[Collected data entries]

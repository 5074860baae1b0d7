use serde::Serialize;

use crate::vfs::error::{FsError, FsResult};
use crate::vfs::path;
use crate::vfs::store::FsStore;

use super::credentials::{CredentialsEntry, generate_token};

/// The privileged tag set used for reading and writing files under `/etc`
/// on behalf of the auth layer itself.
pub fn sysadmin_tags() -> Vec<String> {
    vec!["sysadmin".to_string()]
}

/// What the auth substrate determined about the caller. Flows with every
/// command a client runs.
#[derive(Debug, Clone, Default, Serialize)]
pub struct AuthStatus {
    pub username: String,
    pub tags: Vec<String>,
    #[serde(skip)]
    pub sess_id: String,
}

/// Resolve a path under a fixed prefix, rejecting anything that escapes it.
/// Session ids and usernames come from the network; `..` must not turn them
/// into reads of arbitrary files.
fn jailed_path(prefix: &str, name: &str, suffix: &str) -> FsResult<String> {
    let clean = path::abs_path(prefix, &format!("{name}{suffix}"))?;
    if !clean.starts_with(&format!("{prefix}/")) {
        return Err(FsError::Invalid(format!(
            "path traversal: {clean} escapes {prefix}"
        )));
    }
    Ok(clean)
}

pub fn session_file_path(sess_id: &str) -> FsResult<String> {
    jailed_path("/etc/sess", sess_id, ".sess")
}

pub fn login_file_path(username: &str) -> FsResult<String> {
    jailed_path("/etc/passwd", username, ".login")
}

pub fn signup_file_path(token: &str) -> FsResult<String> {
    jailed_path("/etc/passwd", token, ".signup")
}

/// Load and parse `/etc/passwd/<username>.login`.
pub async fn load_credentials(store: &FsStore, username: &str) -> FsResult<CredentialsEntry> {
    let path = login_file_path(username)?;
    let bytes = store
        .lookup_read_all(Some(&sysadmin_tags()), &path)
        .await?;
    serde_yaml::from_slice(&bytes)
        .map_err(|e| FsError::Invalid(format!("login file contains invalid YAML: {e}")))
}

/// Persist a credentials entry for `username`.
pub async fn store_credentials(
    store: &FsStore,
    username: &str,
    entry: &CredentialsEntry,
) -> FsResult<()> {
    let yaml = serde_yaml::to_string(entry)
        .map_err(|e| FsError::Invalid(format!("cannot serialize credentials: {e}")))?;
    let passwd = store.lookup(Some(&sysadmin_tags()), "/etc/passwd").await?;
    store
        .write_file_contents(
            Some(&sysadmin_tags()),
            passwd.id,
            &format!("{username}.login"),
            yaml.as_bytes(),
        )
        .await?;
    Ok(())
}

/// Issue a session: generate a token and materialize
/// `/etc/sess/<token>.sess` whose body is the username.
pub async fn create_session(store: &FsStore, username: &str) -> FsResult<String> {
    let token =
        generate_token().map_err(|e| FsError::Backend(format!("token generation: {e}")))?;
    let sess_dir = store.lookup(Some(&sysadmin_tags()), "/etc/sess").await?;
    store
        .write_file_contents(
            Some(&sysadmin_tags()),
            sess_dir.id,
            &format!("{token}.sess"),
            username.as_bytes(),
        )
        .await?;
    Ok(token)
}

/// Resolve a presented session id to the caller's authorization: the
/// session file names the user, the user's login file carries the tags.
pub async fn resolve_session(store: &FsStore, sess_id: &str) -> FsResult<AuthStatus> {
    let sess_path = session_file_path(sess_id)?;
    let bytes = store
        .lookup_read_all(Some(&sysadmin_tags()), &sess_path)
        .await?;
    let username = String::from_utf8(bytes)
        .map_err(|_| FsError::Invalid("session file is not valid UTF-8".into()))?;

    let credentials = load_credentials(store, &username).await?;
    Ok(AuthStatus {
        username,
        tags: credentials.tags,
        sess_id: sess_id.to_string(),
    })
}

/// Delete the session file; an already-absent file counts as logged out.
pub async fn remove_session(store: &FsStore, sess_id: &str) -> FsResult<()> {
    let sess_path = session_file_path(sess_id)?;
    match store
        .remove_file(Some(&sysadmin_tags()), &sess_path, false, false)
        .await
    {
        Ok(_) => Ok(()),
        Err(err) if err.kind() == crate::vfs::FsErrorKind::NotExist => Ok(()),
        Err(err) => Err(err),
    }
}
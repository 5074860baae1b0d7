use std::collections::HashMap;
use std::sync::Arc;

use tokio_util::sync::CancellationToken;

use crate::auth::AuthStatus;
use crate::shell::commands::CommandSet;
use crate::shell::io::{Chunk, EnvMap, InputStream, OutputEvent, OutputKind};
use crate::shell::{self, ShellContext};
use crate::vfs::FsStore;

use super::events::Broadcaster;
use super::mailbox::{MailboxReceiver, Mailbox, mailbox};
use super::protocol::{MessageType, WireMessage};
use super::tracking::{SessionRecord, SessionRegistry};

/// State for one logical client multiplexed over a socket session. A
/// single task owns the inbound mailbox and runs at most one command at a
/// time.
pub struct ClientRuntime {
    pub client_id: String,
    pub env: EnvMap,
    pub inbound: MailboxReceiver<WireMessage>,
    pub outbound: Mailbox<WireMessage>,
    pub auth: AuthStatus,
    pub store: FsStore,
    pub commands: Arc<CommandSet>,
    pub session: Arc<SessionRecord>,
    pub registry: Arc<SessionRegistry>,
    /// Cancelled by the multiplexer on session shutdown.
    pub lifecycle: CancellationToken,
}

/// Drive the client until it disconnects, its inbound mailbox closes, or
/// the session shuts down.
pub async fn run_client(mut rt: ClientRuntime) {
    loop {
        let msg = tokio::select! {
            _ = rt.lifecycle.cancelled() => break,
            msg = rt.inbound.recv() => msg,
        };
        let Some(msg) = msg else { break };

        match msg.message_type {
            MessageType::RunCommand => {
                let disconnect = handle_run_command(&mut rt, msg).await;
                if let Some(disconnect) = disconnect {
                    acknowledge_disconnect(&rt, &disconnect);
                    rt.session.client_disconnected(&rt.client_id);
                    return;
                }
                if rt.lifecycle.is_cancelled() {
                    break;
                }
            }
            MessageType::Disconnect => {
                acknowledge_disconnect(&rt, &msg);
                rt.session.client_disconnected(&rt.client_id);
                return;
            }
            MessageType::SetEnv => {
                if let Some(vars) = &msg.set_env {
                    rt.env.merge(vars);
                }
            }
            // no command running: input is dropped, interrupts are no-ops
            MessageType::InputStream | MessageType::StdinEof | MessageType::CommandInterrupt => {}
            other => {
                tracing::debug!(client_id = %rt.client_id, message_type = ?other, "ignoring frame while idle");
            }
        }
    }

    rt.session.client_disconnected(&rt.client_id);
    tracing::debug!(client_id = %rt.client_id, "client runtime closing");
}

fn acknowledge_disconnect(rt: &ClientRuntime, disconnect: &WireMessage) {
    rt.outbound.send(WireMessage::reply(
        MessageType::DisconnectAcknowledged,
        &disconnect.message_id,
        &rt.client_id,
    ));
}

/// Run one command: emit `command_running`, bind stdio to frames through
/// the output broadcaster, feed stdin frames into the executor, handle
/// interrupt/disconnect, and emit `command_finished` after all output has
/// drained. Returns the disconnect frame if one arrived mid-command.
async fn handle_run_command(rt: &mut ClientRuntime, request: WireMessage) -> Option<WireMessage> {
    let request_id = request.message_id.clone();
    rt.session.command_running(&rt.client_id, &request.command);
    rt.session
        .log_line(&rt.client_id, format!("run_command: {}", request.command));
    rt.outbound.send(WireMessage::reply(
        MessageType::CommandRunning,
        &request_id,
        &rt.client_id,
    ));

    let env_before = rt.env.snapshot();
    let cancel = rt.lifecycle.child_token();
    let events: Broadcaster<OutputEvent> = Broadcaster::new();

    // Tap 1: frame every chunk onto the session outbound, in order.
    let framer = {
        let mut listener = events.subscribe();
        let outbound = rt.outbound.clone();
        let client_id = rt.client_id.clone();
        let ref_id = request_id.clone();
        tokio::spawn(async move {
            while let Some(event) = listener.recv().await {
                let text = String::from_utf8_lossy(&event.chunk).into_owned();
                let frame = match event.kind {
                    OutputKind::Stdout => {
                        let mut m =
                            WireMessage::reply(MessageType::OutputStream, &ref_id, &client_id);
                        m.output_stream = text;
                        m
                    }
                    OutputKind::Stderr => {
                        let mut m =
                            WireMessage::reply(MessageType::ErrorStream, &ref_id, &client_id);
                        m.error_stream = text;
                        m
                    }
                };
                outbound.send(frame);
            }
        })
    };

    // Tap 2: record the command's stdio on the session tracker.
    let tracker = {
        let mut listener = events.subscribe();
        let session = rt.session.clone();
        let client_id = rt.client_id.clone();
        tokio::spawn(async move {
            while let Some(event) = listener.recv().await {
                let text = String::from_utf8_lossy(&event.chunk);
                match event.kind {
                    OutputKind::Stdout => session.stdout_chunk(&client_id, &text),
                    OutputKind::Stderr => session.stderr_chunk(&client_id, &text),
                }
            }
        })
    };

    let (stdin_tx, stdin_rx) = mailbox::<Chunk>();

    let exec = {
        let mut shell_ctx = ShellContext {
            commands: rt.commands.clone(),
            store: rt.store.clone(),
            auth: rt.auth.clone(),
            env: rt.env.clone(),
            session: Some(rt.session.clone()),
            registry: rt.registry.clone(),
            events: events.clone(),
            client_stdin: Some(InputStream::from_pipe(stdin_rx)),
            cancel: cancel.clone(),
        };
        let command_line = request.command.clone();
        tokio::spawn(async move { shell::run_script(&command_line, &mut shell_ctx).await })
    };
    tokio::pin!(exec);

    let mut disconnect: Option<WireMessage> = None;
    let mut inbound_open = true;
    let status = loop {
        tokio::select! {
            result = &mut exec => {
                break match result {
                    Ok(Ok(code)) => code,
                    Ok(Err(parse_err)) => {
                        events.emit(OutputEvent {
                            kind: OutputKind::Stderr,
                            chunk: format!("invalid command string: {parse_err}").into_bytes(),
                        });
                        1
                    }
                    Err(join_err) => {
                        tracing::error!(error = %join_err, "command task failed");
                        events.emit(OutputEvent {
                            kind: OutputKind::Stderr,
                            chunk: b"internal error: command crashed".to_vec(),
                        });
                        1
                    }
                };
            }
            msg = rt.inbound.recv(), if inbound_open => match msg {
                None => {
                    // session is going away; stop the command and drain
                    inbound_open = false;
                    cancel.cancel();
                }
                Some(m) => match m.message_type {
                    MessageType::InputStream => {
                        rt.session.stdin_chunk(&rt.client_id, &m.input_stream);
                        stdin_tx.send(m.input_stream.into_bytes());
                    }
                    MessageType::StdinEof => stdin_tx.close(),
                    MessageType::CommandInterrupt => cancel.cancel(),
                    MessageType::Disconnect => {
                        cancel.cancel();
                        disconnect = Some(m);
                    }
                    MessageType::SetEnv => {
                        if let Some(vars) = &m.set_env {
                            rt.env.merge(vars);
                        }
                    }
                    MessageType::RunCommand => {
                        let mut busy =
                            WireMessage::reply(MessageType::ErrResponse, &m.message_id, &rt.client_id);
                        busy.error = "command already running".to_string();
                        rt.outbound.send(busy);
                    }
                    _ => {}
                },
            },
        }
    };

    // Every output frame must hit the outbound mailbox before
    // command_finished: close the broadcaster and join both taps first.
    stdin_tx.close();
    events.close();
    let _ = framer.await;
    let _ = tracker.await;

    rt.session.command_finished(&rt.client_id, status);
    rt.session
        .log_line(&rt.client_id, format!("command_finished: exit {status}"));
    let mut finished = WireMessage::reply(MessageType::CommandFinished, &request_id, &rt.client_id);
    finished.command_result = Some(status);
    rt.outbound.send(finished);

    // propagate builtin env mutations (cd) back to the caller
    let env_after = rt.env.snapshot();
    let changed: HashMap<String, String> = env_after
        .into_iter()
        .filter(|(k, v)| env_before.get(k) != Some(v))
        .collect();
    if !changed.is_empty() {
        let mut update = WireMessage::reply(MessageType::SetEnv, &request_id, &rt.client_id);
        update.set_env = Some(changed);
        rt.outbound.send(update);
    }

    disconnect
}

YOUR GOAL → Show a copy of each line from the records above in which the string "SessionRecord" occurs.

ANSWER SECTION →
use super::tracking::{SessionRecord, SessionRegistry};
    pub session: Arc<SessionRecord>,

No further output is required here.